Work order: In the material below, find the line containing "pub fn as_str(&self)" and the line containing "pub struct WorkflowIssue", then reproduce exactly both of them and every line between, and nothing else.

Segment Start: Study material

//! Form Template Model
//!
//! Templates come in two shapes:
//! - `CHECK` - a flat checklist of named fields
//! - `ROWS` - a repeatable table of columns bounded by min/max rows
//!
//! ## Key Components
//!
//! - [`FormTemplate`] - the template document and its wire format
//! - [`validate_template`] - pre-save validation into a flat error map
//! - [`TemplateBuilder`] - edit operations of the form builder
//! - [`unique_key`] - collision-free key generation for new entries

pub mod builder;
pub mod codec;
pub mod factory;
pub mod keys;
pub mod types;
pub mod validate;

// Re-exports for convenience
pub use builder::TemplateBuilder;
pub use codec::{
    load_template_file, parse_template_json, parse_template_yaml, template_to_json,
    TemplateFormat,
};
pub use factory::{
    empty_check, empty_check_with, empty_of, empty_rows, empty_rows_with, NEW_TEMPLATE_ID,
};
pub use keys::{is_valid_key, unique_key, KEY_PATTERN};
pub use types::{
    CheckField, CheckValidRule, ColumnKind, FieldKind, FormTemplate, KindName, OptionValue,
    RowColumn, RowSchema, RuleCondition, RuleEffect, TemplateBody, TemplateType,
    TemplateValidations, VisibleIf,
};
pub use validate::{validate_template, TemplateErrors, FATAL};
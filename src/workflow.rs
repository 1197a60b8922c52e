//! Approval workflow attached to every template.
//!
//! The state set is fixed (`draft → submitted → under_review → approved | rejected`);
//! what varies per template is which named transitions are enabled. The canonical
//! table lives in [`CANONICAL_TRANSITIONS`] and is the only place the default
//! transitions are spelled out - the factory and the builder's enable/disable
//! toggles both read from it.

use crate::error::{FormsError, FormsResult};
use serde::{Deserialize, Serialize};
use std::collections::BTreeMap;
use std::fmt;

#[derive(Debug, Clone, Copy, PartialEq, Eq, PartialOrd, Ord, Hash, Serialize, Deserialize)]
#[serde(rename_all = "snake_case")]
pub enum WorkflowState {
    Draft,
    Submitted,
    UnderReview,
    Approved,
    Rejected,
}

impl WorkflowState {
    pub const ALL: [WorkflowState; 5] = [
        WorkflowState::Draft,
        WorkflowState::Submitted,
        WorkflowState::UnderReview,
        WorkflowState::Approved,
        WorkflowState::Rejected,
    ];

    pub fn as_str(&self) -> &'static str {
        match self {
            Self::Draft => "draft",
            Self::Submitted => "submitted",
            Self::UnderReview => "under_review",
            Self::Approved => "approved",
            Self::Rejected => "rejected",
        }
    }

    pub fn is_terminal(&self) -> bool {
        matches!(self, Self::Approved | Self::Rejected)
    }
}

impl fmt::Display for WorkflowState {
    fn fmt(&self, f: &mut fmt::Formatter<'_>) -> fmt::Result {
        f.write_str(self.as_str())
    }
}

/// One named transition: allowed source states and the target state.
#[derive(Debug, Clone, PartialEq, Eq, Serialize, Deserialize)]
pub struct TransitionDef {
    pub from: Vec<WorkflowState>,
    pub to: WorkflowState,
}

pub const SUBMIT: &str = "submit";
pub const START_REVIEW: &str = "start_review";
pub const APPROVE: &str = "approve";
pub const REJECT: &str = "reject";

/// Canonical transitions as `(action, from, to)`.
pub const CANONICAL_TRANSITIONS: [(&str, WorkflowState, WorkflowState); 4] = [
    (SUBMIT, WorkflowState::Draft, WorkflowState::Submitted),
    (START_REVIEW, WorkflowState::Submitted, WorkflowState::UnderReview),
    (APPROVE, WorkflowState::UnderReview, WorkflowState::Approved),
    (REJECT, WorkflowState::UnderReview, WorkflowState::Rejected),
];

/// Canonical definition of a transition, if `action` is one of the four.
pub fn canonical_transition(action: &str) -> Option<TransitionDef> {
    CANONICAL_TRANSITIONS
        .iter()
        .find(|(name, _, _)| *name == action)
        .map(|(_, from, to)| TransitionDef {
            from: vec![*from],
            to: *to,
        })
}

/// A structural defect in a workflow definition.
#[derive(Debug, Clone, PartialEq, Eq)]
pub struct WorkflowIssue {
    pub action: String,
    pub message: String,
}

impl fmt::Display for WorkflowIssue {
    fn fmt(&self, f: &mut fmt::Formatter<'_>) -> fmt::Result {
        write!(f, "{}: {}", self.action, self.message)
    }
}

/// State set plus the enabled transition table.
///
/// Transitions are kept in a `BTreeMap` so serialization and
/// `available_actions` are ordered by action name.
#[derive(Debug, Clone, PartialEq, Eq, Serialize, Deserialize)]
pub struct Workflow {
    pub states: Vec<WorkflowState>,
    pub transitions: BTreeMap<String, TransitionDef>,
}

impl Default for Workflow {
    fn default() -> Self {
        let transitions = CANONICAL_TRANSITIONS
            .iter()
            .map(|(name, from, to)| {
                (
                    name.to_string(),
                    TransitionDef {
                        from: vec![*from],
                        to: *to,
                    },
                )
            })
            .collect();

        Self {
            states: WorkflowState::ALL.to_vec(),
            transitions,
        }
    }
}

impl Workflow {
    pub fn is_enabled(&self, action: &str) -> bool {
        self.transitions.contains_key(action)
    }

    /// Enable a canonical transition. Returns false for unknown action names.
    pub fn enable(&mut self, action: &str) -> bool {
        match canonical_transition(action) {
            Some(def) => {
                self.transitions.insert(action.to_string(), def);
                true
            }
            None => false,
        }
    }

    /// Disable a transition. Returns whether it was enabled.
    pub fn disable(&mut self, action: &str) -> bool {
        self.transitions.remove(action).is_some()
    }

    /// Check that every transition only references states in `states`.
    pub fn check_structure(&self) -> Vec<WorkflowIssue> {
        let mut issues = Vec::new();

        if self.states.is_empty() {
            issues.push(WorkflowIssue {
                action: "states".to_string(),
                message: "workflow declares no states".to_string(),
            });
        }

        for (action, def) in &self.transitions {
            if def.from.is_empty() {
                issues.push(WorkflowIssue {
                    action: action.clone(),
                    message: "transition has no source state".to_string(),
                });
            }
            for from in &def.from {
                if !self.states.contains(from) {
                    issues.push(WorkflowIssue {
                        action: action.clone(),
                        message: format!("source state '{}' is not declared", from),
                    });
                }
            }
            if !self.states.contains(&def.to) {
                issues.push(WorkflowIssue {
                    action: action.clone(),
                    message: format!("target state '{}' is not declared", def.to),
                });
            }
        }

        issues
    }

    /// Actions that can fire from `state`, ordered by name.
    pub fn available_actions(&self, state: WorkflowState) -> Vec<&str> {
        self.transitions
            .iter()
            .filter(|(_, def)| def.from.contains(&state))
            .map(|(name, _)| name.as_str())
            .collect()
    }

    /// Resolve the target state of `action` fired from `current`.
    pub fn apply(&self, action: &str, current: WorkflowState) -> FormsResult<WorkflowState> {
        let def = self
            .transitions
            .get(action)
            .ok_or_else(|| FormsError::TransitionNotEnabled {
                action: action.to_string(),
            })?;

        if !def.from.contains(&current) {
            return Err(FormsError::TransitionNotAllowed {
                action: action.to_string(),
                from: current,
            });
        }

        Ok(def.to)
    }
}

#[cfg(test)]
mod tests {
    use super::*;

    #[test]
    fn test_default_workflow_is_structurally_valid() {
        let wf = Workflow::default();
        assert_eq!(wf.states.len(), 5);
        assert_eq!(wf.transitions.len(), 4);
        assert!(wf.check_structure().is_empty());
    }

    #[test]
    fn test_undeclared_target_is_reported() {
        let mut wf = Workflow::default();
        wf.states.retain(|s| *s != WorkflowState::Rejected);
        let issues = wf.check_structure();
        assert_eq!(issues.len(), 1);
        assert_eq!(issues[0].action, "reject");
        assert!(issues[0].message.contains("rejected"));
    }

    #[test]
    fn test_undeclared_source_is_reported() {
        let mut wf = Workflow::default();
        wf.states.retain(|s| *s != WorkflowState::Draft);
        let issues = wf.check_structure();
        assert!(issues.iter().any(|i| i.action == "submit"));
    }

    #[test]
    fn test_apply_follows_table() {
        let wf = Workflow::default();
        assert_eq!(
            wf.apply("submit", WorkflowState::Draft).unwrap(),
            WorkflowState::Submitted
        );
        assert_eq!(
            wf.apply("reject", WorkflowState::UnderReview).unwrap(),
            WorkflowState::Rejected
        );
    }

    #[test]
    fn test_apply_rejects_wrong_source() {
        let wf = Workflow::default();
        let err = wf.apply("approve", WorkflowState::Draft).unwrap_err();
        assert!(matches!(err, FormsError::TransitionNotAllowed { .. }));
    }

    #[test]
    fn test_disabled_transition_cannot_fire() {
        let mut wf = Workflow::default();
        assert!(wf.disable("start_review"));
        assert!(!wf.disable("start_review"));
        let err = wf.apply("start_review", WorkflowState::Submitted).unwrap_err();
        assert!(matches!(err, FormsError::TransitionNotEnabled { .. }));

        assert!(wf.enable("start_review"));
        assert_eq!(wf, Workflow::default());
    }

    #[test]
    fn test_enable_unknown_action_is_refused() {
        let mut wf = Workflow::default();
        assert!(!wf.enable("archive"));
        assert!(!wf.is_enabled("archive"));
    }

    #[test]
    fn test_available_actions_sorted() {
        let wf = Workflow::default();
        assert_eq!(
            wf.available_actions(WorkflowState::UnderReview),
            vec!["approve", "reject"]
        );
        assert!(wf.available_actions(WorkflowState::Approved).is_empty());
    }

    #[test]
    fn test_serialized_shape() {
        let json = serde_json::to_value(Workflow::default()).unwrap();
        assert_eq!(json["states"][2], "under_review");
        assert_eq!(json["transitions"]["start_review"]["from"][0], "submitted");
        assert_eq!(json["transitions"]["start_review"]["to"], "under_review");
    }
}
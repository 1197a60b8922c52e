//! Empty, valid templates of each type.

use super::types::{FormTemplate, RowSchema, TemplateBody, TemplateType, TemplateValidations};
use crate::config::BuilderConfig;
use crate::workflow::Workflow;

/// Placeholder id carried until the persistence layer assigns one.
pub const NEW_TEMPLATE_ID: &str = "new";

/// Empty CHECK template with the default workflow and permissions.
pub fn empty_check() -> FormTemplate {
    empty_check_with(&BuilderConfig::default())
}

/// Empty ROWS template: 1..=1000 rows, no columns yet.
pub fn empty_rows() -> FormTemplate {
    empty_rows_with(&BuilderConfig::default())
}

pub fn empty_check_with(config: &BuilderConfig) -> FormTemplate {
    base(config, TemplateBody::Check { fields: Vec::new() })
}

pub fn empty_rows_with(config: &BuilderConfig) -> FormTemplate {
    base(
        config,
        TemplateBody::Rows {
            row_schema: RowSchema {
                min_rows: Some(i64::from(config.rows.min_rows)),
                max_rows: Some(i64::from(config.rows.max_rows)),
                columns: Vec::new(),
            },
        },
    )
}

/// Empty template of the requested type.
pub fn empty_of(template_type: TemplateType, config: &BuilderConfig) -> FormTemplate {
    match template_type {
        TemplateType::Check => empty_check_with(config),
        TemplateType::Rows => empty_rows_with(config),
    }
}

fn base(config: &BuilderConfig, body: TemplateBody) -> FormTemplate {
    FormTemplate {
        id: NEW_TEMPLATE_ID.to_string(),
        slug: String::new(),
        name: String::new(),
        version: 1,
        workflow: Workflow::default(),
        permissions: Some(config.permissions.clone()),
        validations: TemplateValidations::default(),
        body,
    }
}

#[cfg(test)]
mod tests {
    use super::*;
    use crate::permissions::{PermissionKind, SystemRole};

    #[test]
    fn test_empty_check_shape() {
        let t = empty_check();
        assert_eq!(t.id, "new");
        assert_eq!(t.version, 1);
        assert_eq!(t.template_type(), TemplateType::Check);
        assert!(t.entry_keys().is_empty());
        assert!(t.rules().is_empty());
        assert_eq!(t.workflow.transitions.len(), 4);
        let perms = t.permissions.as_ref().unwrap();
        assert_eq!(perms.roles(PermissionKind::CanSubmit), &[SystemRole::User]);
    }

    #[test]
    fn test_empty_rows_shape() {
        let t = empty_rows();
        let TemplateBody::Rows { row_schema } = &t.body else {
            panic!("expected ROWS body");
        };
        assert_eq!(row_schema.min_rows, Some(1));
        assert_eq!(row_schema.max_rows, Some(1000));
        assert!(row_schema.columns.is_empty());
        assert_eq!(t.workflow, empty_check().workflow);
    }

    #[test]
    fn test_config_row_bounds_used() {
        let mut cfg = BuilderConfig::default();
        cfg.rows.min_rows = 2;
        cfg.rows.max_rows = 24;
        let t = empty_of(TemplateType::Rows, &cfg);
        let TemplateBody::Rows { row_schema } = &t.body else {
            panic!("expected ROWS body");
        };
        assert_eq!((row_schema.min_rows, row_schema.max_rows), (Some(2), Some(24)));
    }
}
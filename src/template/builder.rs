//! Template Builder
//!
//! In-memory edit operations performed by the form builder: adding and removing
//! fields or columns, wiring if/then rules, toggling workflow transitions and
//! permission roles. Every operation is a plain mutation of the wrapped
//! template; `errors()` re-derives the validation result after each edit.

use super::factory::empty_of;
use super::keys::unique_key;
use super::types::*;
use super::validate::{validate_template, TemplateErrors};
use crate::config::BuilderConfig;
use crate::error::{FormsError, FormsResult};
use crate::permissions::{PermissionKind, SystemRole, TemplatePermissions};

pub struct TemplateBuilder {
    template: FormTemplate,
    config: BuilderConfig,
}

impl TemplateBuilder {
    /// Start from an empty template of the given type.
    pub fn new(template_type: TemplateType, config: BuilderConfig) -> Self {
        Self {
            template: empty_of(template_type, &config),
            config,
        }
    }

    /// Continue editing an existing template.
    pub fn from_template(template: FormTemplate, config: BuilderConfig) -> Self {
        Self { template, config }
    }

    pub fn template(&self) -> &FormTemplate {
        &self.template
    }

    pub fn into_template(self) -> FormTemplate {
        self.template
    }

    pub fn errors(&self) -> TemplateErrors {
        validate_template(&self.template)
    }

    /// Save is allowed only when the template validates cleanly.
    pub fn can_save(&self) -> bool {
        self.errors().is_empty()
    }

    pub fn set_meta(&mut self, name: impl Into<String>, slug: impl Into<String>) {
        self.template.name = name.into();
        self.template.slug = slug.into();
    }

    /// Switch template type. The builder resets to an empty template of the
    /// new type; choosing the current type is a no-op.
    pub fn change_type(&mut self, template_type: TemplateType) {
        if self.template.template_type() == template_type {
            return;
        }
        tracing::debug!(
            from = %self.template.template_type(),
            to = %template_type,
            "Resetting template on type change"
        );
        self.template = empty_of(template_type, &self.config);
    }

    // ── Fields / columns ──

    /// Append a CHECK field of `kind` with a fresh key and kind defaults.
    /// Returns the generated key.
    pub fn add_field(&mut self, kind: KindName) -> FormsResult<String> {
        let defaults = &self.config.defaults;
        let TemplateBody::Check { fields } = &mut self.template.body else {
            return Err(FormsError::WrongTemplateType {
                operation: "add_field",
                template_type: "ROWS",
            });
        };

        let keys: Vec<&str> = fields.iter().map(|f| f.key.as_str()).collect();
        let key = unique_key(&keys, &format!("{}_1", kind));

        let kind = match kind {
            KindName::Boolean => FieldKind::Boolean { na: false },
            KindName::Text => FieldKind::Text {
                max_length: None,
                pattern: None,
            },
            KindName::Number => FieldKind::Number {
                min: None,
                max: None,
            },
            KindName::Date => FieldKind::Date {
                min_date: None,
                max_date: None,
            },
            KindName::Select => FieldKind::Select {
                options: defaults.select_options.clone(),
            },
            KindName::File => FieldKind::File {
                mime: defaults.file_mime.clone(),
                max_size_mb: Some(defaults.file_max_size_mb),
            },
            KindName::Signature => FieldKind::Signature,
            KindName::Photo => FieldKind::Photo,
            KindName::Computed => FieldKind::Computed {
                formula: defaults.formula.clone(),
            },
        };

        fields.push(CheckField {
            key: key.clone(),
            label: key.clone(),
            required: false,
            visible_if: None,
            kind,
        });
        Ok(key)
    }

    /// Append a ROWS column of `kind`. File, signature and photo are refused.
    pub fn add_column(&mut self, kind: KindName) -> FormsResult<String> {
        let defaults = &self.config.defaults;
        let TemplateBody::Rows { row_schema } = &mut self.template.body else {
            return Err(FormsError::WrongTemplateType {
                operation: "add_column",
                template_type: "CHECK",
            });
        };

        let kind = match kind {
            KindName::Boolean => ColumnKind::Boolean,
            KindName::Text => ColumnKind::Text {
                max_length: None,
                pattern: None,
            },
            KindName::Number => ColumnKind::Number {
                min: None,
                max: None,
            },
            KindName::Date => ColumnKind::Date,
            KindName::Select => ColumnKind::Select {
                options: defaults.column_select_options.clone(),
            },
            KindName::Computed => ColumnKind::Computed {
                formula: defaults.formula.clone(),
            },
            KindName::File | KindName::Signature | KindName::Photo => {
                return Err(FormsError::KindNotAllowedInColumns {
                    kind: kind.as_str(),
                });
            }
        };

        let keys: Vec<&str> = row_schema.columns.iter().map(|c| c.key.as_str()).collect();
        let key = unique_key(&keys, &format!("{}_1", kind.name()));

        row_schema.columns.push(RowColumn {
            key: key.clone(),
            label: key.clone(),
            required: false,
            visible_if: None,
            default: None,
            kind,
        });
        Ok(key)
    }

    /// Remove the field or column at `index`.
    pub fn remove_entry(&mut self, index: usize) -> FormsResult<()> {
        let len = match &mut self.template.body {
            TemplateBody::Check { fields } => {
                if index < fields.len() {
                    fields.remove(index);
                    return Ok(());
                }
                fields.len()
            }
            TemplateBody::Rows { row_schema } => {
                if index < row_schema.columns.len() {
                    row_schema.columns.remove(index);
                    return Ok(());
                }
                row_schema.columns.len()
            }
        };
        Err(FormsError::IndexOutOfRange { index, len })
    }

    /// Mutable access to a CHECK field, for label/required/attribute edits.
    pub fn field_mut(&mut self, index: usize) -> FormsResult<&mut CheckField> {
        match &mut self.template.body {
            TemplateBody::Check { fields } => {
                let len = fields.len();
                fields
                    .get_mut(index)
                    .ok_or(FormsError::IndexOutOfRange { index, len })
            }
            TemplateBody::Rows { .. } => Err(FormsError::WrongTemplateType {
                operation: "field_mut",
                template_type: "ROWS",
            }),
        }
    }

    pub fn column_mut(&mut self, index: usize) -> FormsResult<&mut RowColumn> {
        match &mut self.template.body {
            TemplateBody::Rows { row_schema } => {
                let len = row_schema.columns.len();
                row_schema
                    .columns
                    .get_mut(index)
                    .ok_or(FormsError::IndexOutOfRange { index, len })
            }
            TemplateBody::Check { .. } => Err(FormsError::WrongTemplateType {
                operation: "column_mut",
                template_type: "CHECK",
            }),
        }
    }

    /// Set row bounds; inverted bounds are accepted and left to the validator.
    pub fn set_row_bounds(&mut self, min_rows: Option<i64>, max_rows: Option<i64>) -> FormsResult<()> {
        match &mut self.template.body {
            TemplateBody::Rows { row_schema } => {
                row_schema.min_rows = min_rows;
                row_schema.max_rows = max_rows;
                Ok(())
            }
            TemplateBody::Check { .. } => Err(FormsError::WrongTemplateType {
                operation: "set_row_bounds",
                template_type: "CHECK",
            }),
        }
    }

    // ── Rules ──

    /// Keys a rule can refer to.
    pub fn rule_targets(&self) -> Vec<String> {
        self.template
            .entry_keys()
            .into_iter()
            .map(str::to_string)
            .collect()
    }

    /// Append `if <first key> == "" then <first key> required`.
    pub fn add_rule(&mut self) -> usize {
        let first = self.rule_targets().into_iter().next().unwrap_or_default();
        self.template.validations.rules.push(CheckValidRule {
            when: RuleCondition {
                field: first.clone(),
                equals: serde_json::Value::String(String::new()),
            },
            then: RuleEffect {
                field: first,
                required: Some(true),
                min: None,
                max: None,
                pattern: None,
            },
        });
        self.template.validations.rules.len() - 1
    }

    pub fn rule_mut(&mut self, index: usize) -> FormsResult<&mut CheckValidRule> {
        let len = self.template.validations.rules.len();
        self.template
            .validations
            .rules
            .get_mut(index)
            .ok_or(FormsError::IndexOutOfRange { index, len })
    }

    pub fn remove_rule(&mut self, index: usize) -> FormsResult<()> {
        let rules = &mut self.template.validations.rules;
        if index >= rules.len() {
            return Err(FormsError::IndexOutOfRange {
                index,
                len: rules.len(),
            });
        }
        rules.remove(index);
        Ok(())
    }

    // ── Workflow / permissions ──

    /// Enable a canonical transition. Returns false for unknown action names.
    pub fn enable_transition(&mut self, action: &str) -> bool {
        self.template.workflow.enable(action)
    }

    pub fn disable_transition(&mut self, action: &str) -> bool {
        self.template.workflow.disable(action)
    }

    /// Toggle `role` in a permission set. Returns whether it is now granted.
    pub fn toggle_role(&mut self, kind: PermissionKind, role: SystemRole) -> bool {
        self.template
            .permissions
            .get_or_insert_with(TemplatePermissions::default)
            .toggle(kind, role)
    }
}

Segment End: Study material

Result of the task:
    pub fn as_str(&self) -> &'static str {
        match self {
            Self::Draft => "draft",
            Self::Submitted => "submitted",
            Self::UnderReview => "under_review",
            Self::Approved => "approved",
            Self::Rejected => "rejected",
        }
    }

    pub fn is_terminal(&self) -> bool {
        matches!(self, Self::Approved | Self::Rejected)
    }
}

impl fmt::Display for WorkflowState {
    fn fmt(&self, f: &mut fmt::Formatter<'_>) -> fmt::Result {
        f.write_str(self.as_str())
    }
}

/// One named transition: allowed source states and the target state.
#[derive(Debug, Clone, PartialEq, Eq, Serialize, Deserialize)]
pub struct TransitionDef {
    pub from: Vec<WorkflowState>,
    pub to: WorkflowState,
}

pub const SUBMIT: &str = "submit";
pub const START_REVIEW: &str = "start_review";
pub const APPROVE: &str = "approve";
pub const REJECT: &str = "reject";

/// Canonical transitions as `(action, from, to)`.
pub const CANONICAL_TRANSITIONS: [(&str, WorkflowState, WorkflowState); 4] = [
    (SUBMIT, WorkflowState::Draft, WorkflowState::Submitted),
    (START_REVIEW, WorkflowState::Submitted, WorkflowState::UnderReview),
    (APPROVE, WorkflowState::UnderReview, WorkflowState::Approved),
    (REJECT, WorkflowState::UnderReview, WorkflowState::Rejected),
];

/// Canonical definition of a transition, if `action` is one of the four.
pub fn canonical_transition(action: &str) -> Option<TransitionDef> {
    CANONICAL_TRANSITIONS
        .iter()
        .find(|(name, _, _)| *name == action)
        .map(|(_, from, to)| TransitionDef {
            from: vec![*from],
            to: *to,
        })
}

/// A structural defect in a workflow definition.
#[derive(Debug, Clone, PartialEq, Eq)]
pub struct WorkflowIssue {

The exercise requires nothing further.